→ **WHAT TO WORK ON**: All of the records must be set down again word for word.

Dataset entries
//! Link write operations: insert, update, delete, import, legacy migration.

use anyhow::Result;
use serde::Deserialize;
use serde_json::Value;

use super::db::{unix_timestamp, SqliteStore};
use super::LinkRow;
use crate::link_meta::{
    decode_link_meta, encode_link_meta, hydrate_link, parse_tags, LinkId, LinkRecord,
};

/// Row from an exported links table (e.g. a hosted-table JSON dump).
///
/// `category` and `tags` are stored untouched; legacy values are hydrated on
/// read and can be rewritten with [`SqliteStore::migrate_legacy_rows`].
#[derive(Debug, Clone, Deserialize)]
pub struct ImportRow {
    pub title: String,
    pub url: String,
    #[serde(default)]
    pub category: Option<String>,
    #[serde(default)]
    pub tags: Option<Value>,
}

/// Text form of a legacy `tags` value for the TEXT column.
fn tags_column(tags: &Value) -> Option<String> {
    match tags {
        Value::String(s) => Some(s.clone()),
        Value::Array(_) => Some(parse_tags(tags).join(",")),
        _ => None,
    }
}

impl SqliteStore {
    /// Insert a new link row and return its id.
    pub async fn insert_row(&self, row: &LinkRow) -> Result<LinkId> {
        let now = unix_timestamp();
        let row_id = sqlx::query(
            r#"
            INSERT INTO links (title, url, category, tags, created_at)
            VALUES (?1, ?2, ?3, NULL, ?4)
            "#,
        )
        .bind(&row.title)
        .bind(&row.url)
        .bind(&row.category)
        .bind(now)
        .execute(&self.pool)
        .await?
        .last_insert_rowid();

        tracing::debug!(id = row_id, url = %row.url, "inserted link");
        Ok(row_id)
    }

    /// Overwrite title, url and category. Returns false if no row matched.
    pub async fn update_row(&self, id: LinkId, row: &LinkRow) -> Result<bool> {
        let r = sqlx::query(
            r#"
            UPDATE links
            SET title = ?1,
                url = ?2,
                category = ?3,
                tags = NULL
            WHERE id = ?4
            "#,
        )
        .bind(&row.title)
        .bind(&row.url)
        .bind(&row.category)
        .bind(id)
        .execute(&self.pool)
        .await?;
        Ok(r.rows_affected() > 0)
    }

    /// Overwrite only the metadata envelope.
    pub async fn update_category(&self, id: LinkId, category: &str) -> Result<()> {
        sqlx::query(
            r#"
            UPDATE links
            SET category = ?1,
                tags = NULL
            WHERE id = ?2
            "#,
        )
        .bind(category)
        .bind(id)
        .execute(&self.pool)
        .await?;
        Ok(())
    }

    /// Permanently remove a link row.
    pub async fn delete_row(&self, id: LinkId) -> Result<()> {
        sqlx::query(
            r#"
            DELETE FROM links
            WHERE id = ?1
            "#,
        )
        .bind(id)
        .execute(&self.pool)
        .await?;
        Ok(())
    }

    /// Insert exported rows as-is. `rows` is expected newest first, as the
    /// hosted table lists them; listing order is preserved.
    pub async fn import_rows(&self, rows: &[ImportRow]) -> Result<usize> {
        let now = unix_timestamp();
        let mut tx = self.pool.begin().await?;
        for row in rows.iter().rev() {
            sqlx::query(
                r#"
                INSERT INTO links (title, url, category, tags, created_at)
                VALUES (?1, ?2, ?3, ?4, ?5)
                "#,
            )
            .bind(&row.title)
            .bind(&row.url)
            .bind(&row.category)
            .bind(row.tags.as_ref().and_then(tags_column))
            .bind(now)
            .execute(&mut *tx)
            .await?;
        }
        tx.commit().await?;
        tracing::info!(count = rows.len(), "imported link rows");
        Ok(rows.len())
    }

    /// One-time migration: rewrite every row without a valid envelope (legacy
    /// text, missing, or corrupted `category`, or a populated `tags` column)
    /// into the envelope form. Returns the number of rows rewritten.
    pub async fn migrate_legacy_rows(&self) -> Result<usize> {
        let records = self.list_rows().await?;
        let legacy: Vec<&LinkRecord> = records
            .iter()
            .filter(|r| r.tags.is_some() || decode_link_meta(r.category.as_deref()).is_none())
            .collect();

        let mut tx = self.pool.begin().await?;
        for record in &legacy {
            let link = hydrate_link(record);
            let category = encode_link_meta(&link.classification, &link.tags);
            sqlx::query(
                r#"
                UPDATE links
                SET category = ?1,
                    tags = NULL
                WHERE id = ?2
                "#,
            )
            .bind(category)
            .bind(record.id)
            .execute(&mut *tx)
            .await?;
        }
        tx.commit().await?;

        if !legacy.is_empty() {
            tracing::info!(count = legacy.len(), "migrated legacy link rows");
        }
        Ok(legacy.len())
    }
}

→ **RESPONSE AREA**:
//! Link write operations: insert, update, delete, import, legacy migration.

use anyhow::Result;
use serde::Deserialize;
use serde_json::Value;

use super::db::{unix_timestamp, SqliteStore};
use super::LinkRow;
use crate::link_meta::{
    decode_link_meta, encode_link_meta, hydrate_link, parse_tags, LinkId, LinkRecord,
};

/// Row from an exported links table (e.g. a hosted-table JSON dump).
///
/// `category` and `tags` are stored untouched; legacy values are hydrated on
/// read and can be rewritten with [`SqliteStore::migrate_legacy_rows`].
#[derive(Debug, Clone, Deserialize)]
pub struct ImportRow {
    pub title: String,
    pub url: String,
    #[serde(default)]
    pub category: Option<String>,
    #[serde(default)]
    pub tags: Option<Value>,
}

/// Text form of a legacy `tags` value for the TEXT column.
fn tags_column(tags: &Value) -> Option<String> {
    match tags {
        Value::String(s) => Some(s.clone()),
        Value::Array(_) => Some(parse_tags(tags).join(",")),
        _ => None,
    }
}

impl SqliteStore {
    /// Insert a new link row and return its id.
    pub async fn insert_row(&self, row: &LinkRow) -> Result<LinkId> {
        let now = unix_timestamp();
        let row_id = sqlx::query(
            r#"
            INSERT INTO links (title, url, category, tags, created_at)
            VALUES (?1, ?2, ?3, NULL, ?4)
            "#,
        )
        .bind(&row.title)
        .bind(&row.url)
        .bind(&row.category)
        .bind(now)
        .execute(&self.pool)
        .await?
        .last_insert_rowid();

        tracing::debug!(id = row_id, url = %row.url, "inserted link");
        Ok(row_id)
    }

    /// Overwrite title, url and category. Returns false if no row matched.
    pub async fn update_row(&self, id: LinkId, row: &LinkRow) -> Result<bool> {
        let r = sqlx::query(
            r#"
            UPDATE links
            SET title = ?1,
                url = ?2,
                category = ?3,
                tags = NULL
            WHERE id = ?4
            "#,
        )
        .bind(&row.title)
        .bind(&row.url)
        .bind(&row.category)
        .bind(id)
        .execute(&self.pool)
        .await?;
        Ok(r.rows_affected() > 0)
    }

    /// Overwrite only the metadata envelope.
    pub async fn update_category(&self, id: LinkId, category: &str) -> Result<()> {
        sqlx::query(
            r#"
            UPDATE links
            SET category = ?1,
                tags = NULL
            WHERE id = ?2
            "#,
        )
        .bind(category)
        .bind(id)
        .execute(&self.pool)
        .await?;
        Ok(())
    }

    /// Permanently remove a link row.
    pub async fn delete_row(&self, id: LinkId) -> Result<()> {
        sqlx::query(
            r#"
            DELETE FROM links
            WHERE id = ?1
            "#,
        )
        .bind(id)
        .execute(&self.pool)
        .await?;
        Ok(())
    }

    /// Insert exported rows as-is. `rows` is expected newest first, as the
    /// hosted table lists them; listing order is preserved.
    pub async fn import_rows(&self, rows: &[ImportRow]) -> Result<usize> {
        let now = unix_timestamp();
        let mut tx = self.pool.begin().await?;
        for row in rows.iter().rev() {
            sqlx::query(
                r#"
                INSERT INTO links (title, url, category, tags, created_at)
                VALUES (?1, ?2, ?3, ?4, ?5)
                "#,
            )
            .bind(&row.title)
            .bind(&row.url)
            .bind(&row.category)
            .bind(row.tags.as_ref().and_then(tags_column))
            .bind(now)
            .execute(&mut *tx)
            .await?;
        }
        tx.commit().await?;
        tracing::info!(count = rows.len(), "imported link rows");
        Ok(rows.len())
    }

    /// One-time migration: rewrite every row without a valid envelope (legacy
    /// text, missing, or corrupted `category`, or a populated `tags` column)
    /// into the envelope form. Returns the number of rows rewritten.
    pub async fn migrate_legacy_rows(&self) -> Result<usize> {
        let records = self.list_rows().await?;
        let legacy: Vec<&LinkRecord> = records
            .iter()
            .filter(|r| r.tags.is_some() || decode_link_meta(r.category.as_deref()).is_none())
            .collect();

        let mut tx = self.pool.begin().await?;
        for record in &legacy {
            let link = hydrate_link(record);
            let category = encode_link_meta(&link.classification, &link.tags);
            sqlx::query(
                r#"
                UPDATE links
                SET category = ?1,
                    tags = NULL
                WHERE id = ?2
                "#,
            )
            .bind(category)
            .bind(record.id)
            .execute(&mut *tx)
            .await?;
        }
        tx.commit().await?;

        if !legacy.is_empty() {
            tracing::info!(count = legacy.len(), "migrated legacy link rows");
        }
        Ok(legacy.len())
    }
}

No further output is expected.